Да, собравшаяся толпа дружно ахнула, потому что с неба вдруг повалились маленькие холодные кусочки, похожие на звездочки. Они тихо кружили в воздухе, опускаясь все ниже, и ложились повсюду – на деревья, головы и землю. Ажурные, красивые, как в сказке, они таяли от одного прикосновения, оставляя бледные лужицы на протянутых ладонях.

- Мы все прокляты! Принцесса настоящая! – вдруг раздался истошный вопль из толпы. Лия изумленно повернулась на голос, но тут же вопль раздался с другой стороны.

- Люди, опомнитесь! Она настоящая принцесса, она ваша королева, не допустите этого!

Этот голос невозможно было не узнать, и сердце Лии затопило радостью. Где-то в толпе, затерянная в месиве лиц, была ее родная душа. Она всматривалась в ту сторону, куда ринулись солдаты, и ей показалось, что она узнает лицо Мими. Чего еще было желать?

Толпа заволновалась, а снег повалил сильнее, скрывая за белой пеленой все происходящее. Как карнавальное конфетти, снежинки сыпались с неба, образовывая белый ковер на траурном помосте. Лия улыбалась, пусть снег и мешал ей различать лица – и это была самая нежная улыбка в ее жизни. Воздух звенел, словно стеклянный, за этим звоном она перестала слышать шум и голоса, и даже не обратила внимания, что ее взяли под руку и вывели на край помоста, туда, где стояла плаха.
Как в калейдоскопе перед ней мелькали лица, растерянно озирающиеся, не зная, куда смотреть: то ли на помост, то ли на небо, то ли туда, откуда кричали. А снег все падал, и она подняла руки к лицу, чтобы получше рассмотреть диковинные хрусталики, мгновенно исчезающие на коже. Город исчез за белой пеленой, растворился, погрузился на дно. Крыши домов, деревья, даже толпа на площади оказалась далеко, по ту сторону. Чьи-то руки сильно надавили ей на плечи, и колени Лии подогнулись. Она увидела перед собой замытую поверхность плахи и даже не успела испугаться.


Стук топора отделил одну часть жизни Орландо от другой. На какой-то момент он потерял сознание, а когда пришел в себя, ему показалось, что мир безвозвратно изменился.
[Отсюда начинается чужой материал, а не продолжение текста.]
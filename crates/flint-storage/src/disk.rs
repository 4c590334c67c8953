use std::collections::HashMap;
use std::path::{Path, PathBuf};
use std::sync::{Arc, Mutex};

use flint_core::FileDigest;
use flint_index::Shard;

use crate::error::Result;
use crate::util;
use crate::{ShardStorage, StorageFactory};

/// Magic prefix of every shard file.
const SHARD_MAGIC: &[u8; 4] = b"FLSD";
/// Bumped whenever the shard schema changes shape. Old files are treated as
/// absent rather than migrated.
const SHARD_FORMAT_VERSION: u32 = 1;

/// Directory under a project's source root holding its shard files.
const SHARD_DIR: &str = ".flint/index";

/// One bincode file per shard, under `<source_root>/.flint/index/`.
///
/// Filenames are the hex digest of the shard's source path, so arbitrary
/// absolute paths never leak into filesystem names.
#[derive(Debug)]
pub struct DiskStorage {
    dir: PathBuf,
}

impl DiskStorage {
    pub fn new(source_root: impl Into<PathBuf>) -> Self {
        Self {
            dir: source_root.into().join(SHARD_DIR),
        }
    }

    fn shard_file(&self, path: &Path) -> PathBuf {
        let key = FileDigest::of_bytes(path.to_string_lossy().as_bytes());
        self.dir.join(format!("{}.shard", key.to_hex()))
    }
}

impl ShardStorage for DiskStorage {
    fn load_shard(&self, path: &Path) -> Option<Shard> {
        let file = self.shard_file(path);
        let bytes = util::read_file_limited(&file)?;

        let header_len = SHARD_MAGIC.len() + 4;
        if bytes.len() < header_len || &bytes[..SHARD_MAGIC.len()] != SHARD_MAGIC {
            tracing::debug!(
                target = "flint.storage",
                path = %path.display(),
                "discarding shard with unrecognized header"
            );
            return None;
        }
        let version = u32::from_le_bytes(bytes[SHARD_MAGIC.len()..header_len].try_into().ok()?);
        if version != SHARD_FORMAT_VERSION {
            tracing::debug!(
                target = "flint.storage",
                path = %path.display(),
                found = version,
                expected = SHARD_FORMAT_VERSION,
                "discarding shard with incompatible format version"
            );
            return None;
        }

        match util::deserialize(&bytes[header_len..]) {
            Ok(shard) => Some(shard),
            Err(err) => {
                tracing::debug!(
                    target = "flint.storage",
                    path = %path.display(),
                    error = %err,
                    "discarding undecodable shard"
                );
                None
            }
        }
    }

    fn store_shard(&self, path: &Path, shard: &Shard) -> Result<()> {
        let mut bytes = Vec::with_capacity(SHARD_MAGIC.len() + 4);
        bytes.extend_from_slice(SHARD_MAGIC);
        bytes.extend_from_slice(&SHARD_FORMAT_VERSION.to_le_bytes());
        bytes.extend_from_slice(&util::serialize(shard)?);
        util::atomic_write(&self.shard_file(path), &bytes)
    }
}

/// A [`StorageFactory`] producing one shared `DiskStorage` per source root.
pub fn disk_storage_factory() -> StorageFactory {
    let cache: Mutex<HashMap<PathBuf, Arc<DiskStorage>>> = Mutex::new(HashMap::new());
    Arc::new(move |source_root: &Path| {
        let mut cache = cache.lock().expect("storage factory lock poisoned");
        Arc::clone(
            cache
                .entry(source_root.to_path_buf())
                .or_insert_with(|| Arc::new(DiskStorage::new(source_root))),
        ) as Arc<dyn ShardStorage>
    })
}

#[cfg(test)]
mod tests {
    use super::*;
    use flint_core::SymbolId;
    use flint_index::{Location, Symbol, SymbolSlab};
    use pretty_assertions::assert_eq;

    fn sample_shard() -> Shard {
        let mut symbols = SymbolSlab::builder();
        symbols.insert(Symbol {
            id: SymbolId::from_raw(1),
            name: "S".to_string(),
            canonical_declaration: Some(Location::new("file:///p/a.h", 1, 0)),
            definition: None,
        });
        Shard {
            symbols: Some(symbols.build()),
            ..Shard::default()
        }
    }

    #[test]
    fn round_trip() {
        let dir = tempfile::tempdir().unwrap();
        let storage = DiskStorage::new(dir.path());
        let source = Path::new("/p/a.cc");

        assert!(storage.load_shard(source).is_none());
        storage.store_shard(source, &sample_shard()).unwrap();
        assert_eq!(storage.load_shard(source).unwrap(), sample_shard());
    }

    #[test]
    fn overwrite_replaces_whole_shard() {
        let dir = tempfile::tempdir().unwrap();
        let storage = DiskStorage::new(dir.path());
        let source = Path::new("/p/a.cc");

        storage.store_shard(source, &sample_shard()).unwrap();
        storage.store_shard(source, &Shard::default()).unwrap();
        assert_eq!(storage.load_shard(source).unwrap(), Shard::default());
    }

    #[test]
    fn truncated_shard_is_absent() {
        let dir = tempfile::tempdir().unwrap();
        let storage = DiskStorage::new(dir.path());
        let source = Path::new("/p/a.cc");

        storage.store_shard(source, &sample_shard()).unwrap();
        let file = storage.shard_file(source);
        let bytes = std::fs::read(&file).unwrap();
        std::fs::write(&file, &bytes[..bytes.len() / 2]).unwrap();

        assert!(storage.load_shard(source).is_none());
    }

    #[test]
    fn wrong_version_is_absent() {
        let dir = tempfile::tempdir().unwrap();
        let storage = DiskStorage::new(dir.path());
        let source = Path::new("/p/a.cc");

        storage.store_shard(source, &sample_shard()).unwrap();
        let file = storage.shard_file(source);
        let mut bytes = std::fs::read(&file).unwrap();
        bytes[4] = 0xFF;
        std::fs::write(&file, &bytes).unwrap();

        assert!(storage.load_shard(source).is_none());
    }

    #[test]
    fn factory_reuses_storage_per_root() {
        let factory = disk_storage_factory();
        let dir = tempfile::tempdir().unwrap();

        let a = factory(dir.path());
        let b = factory(dir.path());
        a.store_shard(Path::new("/p/a.cc"), &sample_shard()).unwrap();
        assert!(b.load_shard(Path::new("/p/a.cc")).is_some());
    }
}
Словно кто-то другой смотрел в прорези его глазниц и видел запруженную народом площадь, помост посреди нее и расплывающееся красное пятно на нем. Сначала маленькое, как клякса на бумаге, оно становилось все больше и больше, окрашивая красным заснеженный помост, толпу, дома и крыши. Когда и небо стало багровым, он покачнулся, едва не рухнув под ноги Тузендорфу.

- Ваша Милость, вам плохо?

Холодные железные перила обожгли ладони, но помогли ему остановить головокружение. Сквозь противное покалывание в ступнях Орландо все-таки ощутил пол и обрел равновесие. Крепко держась за перила, он отважился поднять глаза и взглянуть на площадь – сквозь валивший снег было видно, как на помосте суетятся люди, оттаскивая в сторону тело и снова посыпая песком кровавую лужу. Все кончилось.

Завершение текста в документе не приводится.